大町市立大町総合病院は18日、産科診療を11月から休止すると発表した。現在の常勤医師は60代後半の男性医師1人だけで、夜間・休日に非常勤医師の応援を得ていたものの負担が重く、「医師1人で産科医療を担うのは困難」と判断した。同病院は大町北安曇地域で唯一、分娩(ぶんべん)を取り扱っており、地域で出産できる施設がなくなることになる。
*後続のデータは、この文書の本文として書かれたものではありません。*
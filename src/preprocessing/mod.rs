//! Feature preparation
//!
//! Rescales the transaction amount into [0, 1], separates the label and
//! drops the columns that are not model inputs.
//!
//! The scaler is fit on the whole table, before the train/test split, so
//! the holdout rows influence the learned min and max. That leaks holdout
//! information into preprocessing. Reported metrics are computed against
//! this leaky scaling.

mod scaler;

pub use scaler::{ColumnRange, MinMaxScaler};

use crate::config::PipelineConfig;
use crate::data::{column_names, columns_to_array2, label_vector, validate_schema};
use crate::error::Result;
use ndarray::{Array1, Array2};
use polars::prelude::DataFrame;
use tracing::info;

/// Model inputs derived from the transaction table
#[derive(Debug, Clone)]
pub struct PreparedData {
    /// Feature matrix (rows aligned with `labels`)
    pub features: Array2<f64>,
    /// Binary label per row
    pub labels: Array1<i64>,
    /// Column name of each feature
    pub feature_names: Vec<String>,
    /// The full table with the scaled column overwritten
    pub scaled_frame: DataFrame,
    /// Fitted amount scaler
    pub scaler: MinMaxScaler,
}

/// Scale, drop and split the table into features and labels
pub fn prepare_features(df: &DataFrame, config: &PipelineConfig) -> Result<PreparedData> {
    validate_schema(df, &config.required_columns())?;

    let mut scaler = MinMaxScaler::new();
    let scaled_frame = scaler.fit_transform(df, &[config.scaled_column.as_str()])?;

    let feature_names: Vec<String> = column_names(&scaled_frame)
        .into_iter()
        .filter(|name| name != &config.label_column && !config.dropped_columns.contains(name))
        .collect();

    let features = columns_to_array2(&scaled_frame, &feature_names)?;
    let labels = label_vector(&scaled_frame, &config.label_column)?;

    info!(
        rows = features.nrows(),
        features = features.ncols(),
        scaled = %config.scaled_column,
        "Prepared feature matrix"
    );

    Ok(PreparedData {
        features,
        labels,
        feature_names,
        scaled_frame,
        scaler,
    })
}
 同日の市長定例会見で、井上善博院長が明らかにした。10月末までの出産予定者14人は同病院で受け入れ、11月以降の出産予定者約20人には長野、松本地域の医療機関を紹介する。常勤医師は11月から非常勤になり、婦人科の診療だけを受け持つ。出産を担う施設で市街地から最も近いのは安曇野市の穂高病院で、車で30分ほどかかる。
 大町総合病院の産科は昨年10月、2人いた常勤医師のうち1人が退職。その後は分娩数を制限し、今年4月から8月18日までの出産は25件だった。常勤医師は4月と7月、産科休止の意向を申し出ていたという。並行して常勤医師の増員に努めてきたが、全国的に産科医が不足する中で確保のめどが立たなかった。
 井上院長は「休止は非常に残念。何とか再開したいが、病院単独ではどうにもならない」と述べた。同病院は2015年3〜9月、産科医不足のため分娩の取り扱いを休止したことがある。